Close up image of a caretaker helping older woman walk

Judge Neil Gorsuch, President Donald Trump’s nominee for Supreme Court Justice, has a history of sparring with federal agencies over regulations, a tendency that could bring some relief to long-term care providers, observers say.

Gorsuch, a judge on the U.S. Court of Appeals for the Tenth Circuit, has expressed skepticism over how federal agencies, including the Centers for Medicare & Medicaid Services, have interpreted their own rules.

In an opinion filed in May 2016 in a case involving CMS’ attempts to recoup Medicare reimbursements from a home health provider, Gorsuch wrote that the number of regulations issued by federal agencies “has grown so exuberantly it’s hard to keep up.”
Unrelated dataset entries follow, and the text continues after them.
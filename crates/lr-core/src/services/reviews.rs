//! Review lifecycle.
//!
//! A review is either written together with a brand-new ticket or answers an
//! existing one. Either way the ticket ends up with `review_associated` set;
//! the store keeps that flag in step when reviews go away.

use chrono::Utc;
use serde::Deserialize;
use uuid::Uuid;

use super::tickets::{draft_ticket, get_ticket, NewTicket};
use super::{ensure_owner, limited_text, required_text, BODY_MAX_CHARS, HEADLINE_MAX_CHARS};
use crate::error::{AppError, Result};
use crate::models::{word_count, Review, ReviewId, Ticket, TicketId, UserId, MAX_RATING, MIN_RATING};
use crate::traits::PostStore;

#[derive(Debug, Clone, Deserialize)]
pub struct NewReview {
    pub headline: String,
    pub rating: i64,
    #[serde(default)]
    pub body: String,
}

#[derive(Debug, Clone, Default, Deserialize)]
pub struct ReviewUpdate {
    pub headline: Option<String>,
    pub rating: Option<i64>,
    pub body: Option<String>,
    pub starred: Option<bool>,
}

fn checked_rating(rating: i64) -> Result<u8> {
    u8::try_from(rating)
        .ok()
        .filter(|r| (MIN_RATING..=MAX_RATING).contains(r))
        .ok_or_else(|| {
            AppError::Validation(format!(
                "rating must be between {MIN_RATING} and {MAX_RATING}, got {rating}"
            ))
        })
}

fn draft_review(owner: UserId, ticket_id: TicketId, input: NewReview) -> Result<Review> {
    let body = limited_text("body", input.body.trim(), BODY_MAX_CHARS)?;
    Ok(Review {
        id: Uuid::now_v7(),
        ticket_id: Some(ticket_id),
        rating: checked_rating(input.rating)?,
        user_id: owner,
        headline: required_text("headline", &input.headline, HEADLINE_MAX_CHARS)?,
        word_count: word_count(&body),
        body,
        created_at: Utc::now(),
        starred: false,
    })
}

/// Creates a ticket and its review in one go (the "review from scratch" flow).
pub async fn create_review_with_ticket(
    store: &dyn PostStore,
    owner: UserId,
    ticket: NewTicket,
    review: NewReview,
) -> Result<(Ticket, Review)> {
    let mut ticket = draft_ticket(owner, ticket)?;
    let review = draft_review(owner, ticket.id, review)?;
    ticket.review_associated = true;

    store.create_ticket_with_review(ticket.clone(), review.clone()).await?;
    log::info!("user {} created ticket {} with review {}", owner, ticket.id, review.id);
    Ok((ticket, review))
}

/// Answers someone's (or one's own) existing ticket.
pub async fn create_review_on_ticket(
    store: &dyn PostStore,
    owner: UserId,
    ticket_id: TicketId,
    input: NewReview,
) -> Result<Review> {
    get_ticket(store, ticket_id).await?;
    let review = draft_review(owner, ticket_id, input)?;
    store.create_review(review.clone()).await?;
    log::info!("user {} reviewed ticket {}", owner, ticket_id);
    Ok(review)
}

pub async fn get_review(store: &dyn PostStore, id: ReviewId) -> Result<Review> {
    store
        .get_review(id)
        .await?
        .ok_or_else(|| AppError::NotFound("review", id.to_string()))
}

pub async fn edit_review(
    store: &dyn PostStore,
    actor: UserId,
    id: ReviewId,
    update: ReviewUpdate,
) -> Result<Review> {
    let mut review = get_review(store, id).await?;
    ensure_owner("review", review.user_id, actor)?;

    if let Some(headline) = update.headline {
        review.headline = required_text("headline", &headline, HEADLINE_MAX_CHARS)?;
    }
    if let Some(rating) = update.rating {
        review.rating = checked_rating(rating)?;
    }
    if let Some(body) = update.body {
        review.body = limited_text("body", body.trim(), BODY_MAX_CHARS)?;
    }
    if let Some(starred) = update.starred {
        review.starred = starred;
    }
    review.refresh_word_count();

    store.update_review(review.clone()).await?;
    Ok(review)
}

/// Deletes a review; the ticket it answered stays.
pub async fn delete_review(store: &dyn PostStore, actor: UserId, id: ReviewId) -> Result<()> {
    let review = get_review(store, id).await?;
    ensure_owner("review", review.user_id, actor)?;
    store.delete_review(id).await?;
    log::info!("user {} deleted review {}", actor, id);
    Ok(())
}

#[cfg(test)]
mod tests {
    use super::*;
    use crate::traits::MockPostStore;

    fn input(rating: i64) -> NewReview {
        NewReview {
            headline: "Great read".into(),
            rating,
            body: "one two  three".into(),
        }
    }

    fn some_ticket(owner: UserId) -> Ticket {
        draft_ticket(owner, NewTicket { title: "Dune".into(), description: String::new() }).unwrap()
    }

    #[tokio::test]
    async fn ratings_outside_zero_to_five_are_rejected() {
        let store = MockPostStore::new();
        for rating in [-1, 6, 300] {
            let ticket = NewTicket { title: "Dune".into(), description: String::new() };
            let err = create_review_with_ticket(&store, Uuid::now_v7(), ticket, input(rating))
                .await
                .unwrap_err();
            assert!(matches!(err, AppError::Validation(_)), "rating {rating}");
        }
    }

    #[tokio::test]
    async fn review_with_ticket_marks_ticket_reviewed() {
        let mut store = MockPostStore::new();
        store
            .expect_create_ticket_with_review()
            .withf(|t, r| t.review_associated && r.ticket_id == Some(t.id))
            .times(1)
            .returning(|_, _| Ok(()));

        let owner = Uuid::now_v7();
        let ticket = NewTicket { title: "Dune".into(), description: String::new() };
        let (ticket, review) = create_review_with_ticket(&store, owner, ticket, input(0))
            .await
            .unwrap();
        assert!(ticket.review_associated);
        assert_eq!(review.rating, 0);
        assert_eq!(review.word_count, 3);
    }

    #[tokio::test]
    async fn review_on_missing_ticket_is_not_found() {
        let mut store = MockPostStore::new();
        store.expect_get_ticket().returning(|_| Ok(None));
        store.expect_create_review().never();

        let err = create_review_on_ticket(&store, Uuid::now_v7(), Uuid::now_v7(), input(4))
            .await
            .unwrap_err();
        assert!(matches!(err, AppError::NotFound("ticket", _)));
    }

    #[tokio::test]
    async fn review_on_existing_ticket_references_it() {
        let ticket = some_ticket(Uuid::now_v7());
        let ticket_id = ticket.id;

        let mut store = MockPostStore::new();
        store.expect_get_ticket().returning(move |_| Ok(Some(ticket.clone())));
        store
            .expect_create_review()
            .withf(move |r| r.ticket_id == Some(ticket_id))
            .times(1)
            .returning(|_| Ok(()));

        let review = create_review_on_ticket(&store, Uuid::now_v7(), ticket_id, input(5))
            .await
            .unwrap();
        assert_eq!(review.rating, 5);
    }

    #[tokio::test]
    async fn edit_recounts_words_and_stars() {
        let owner = Uuid::now_v7();
        let review = draft_review(owner, Uuid::now_v7(), input(2)).unwrap();
        let id = review.id;

        let mut store = MockPostStore::new();
        store.expect_get_review().returning(move |_| Ok(Some(review.clone())));
        store.expect_update_review().times(1).returning(|_| Ok(()));

        let update = ReviewUpdate {
            body: Some("just two".into()),
            starred: Some(true),
            ..Default::default()
        };
        let edited = edit_review(&store, owner, id, update).await.unwrap();
        assert_eq!(edited.word_count, 2);
        assert!(edited.starred);
        assert_eq!(edited.rating, 2);
    }

    #[tokio::test]
    async fn delete_by_other_user_is_forbidden() {
        let review = draft_review(Uuid::now_v7(), Uuid::now_v7(), input(2)).unwrap();
        let id = review.id;

        let mut store = MockPostStore::new();
        store.expect_get_review().returning(move |_| Ok(Some(review.clone())));
        store.expect_delete_review().never();

        let err = delete_review(&store, Uuid::now_v7(), id).await.unwrap_err();
        assert!(matches!(err, AppError::Forbidden(_)));
    }

    #[tokio::test]
    async fn store_failures_pass_through() {
        let mut store = MockPostStore::new();
        store
            .expect_get_review()
            .returning(|_| Err(anyhow::anyhow!("database is locked")));

        let err = get_review(&store, Uuid::now_v7()).await.unwrap_err();
        assert!(matches!(err, AppError::Store(_)));
        assert_eq!(err.to_string(), "database is locked");
    }
}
“The Centers for Medicare & Medicaid Services estimates that it issues literally thousands of new or revised guidance documents (not pages) every single year, guidance providers must follow exactingly if they wish to provide healthcare services to the elderly and disabled under Medicare’s umbrella,” Gorsuch wrote.

He goes on to speculate about a “strange world” where government agencies are unable to keep up with their own “frenetic lawmaking.”

“Whatever else one might say about our visit to this place, one thing seems to us certain: An agency decision that loses track of its own controlling regulations and applies the wrong rules in order to penalize private citizens can never stand,” he wrote.

Gorsuch also has raised doubts about the “Chevron deference,” a 1984 court ruling that advises judges to defer interpretation of ambiguous regulations to the agencies that created them.

Aside from regulatory issues, Gorsuch also has worked extensively and authored a book on the legal and ethical ramifications of assisted suicide, a growing issue in the healthcare arena. In the book he states that he is a staunch opponent of euthanasia and aid-in-dying, due to his belief that “the intentional taking of human life by private persons is always wrong.”

Gorsuch’s confirmation hearing is expected to take place in about six weeks, with some advocates hoping he can be approved in time to take part in the court’s docket this spring.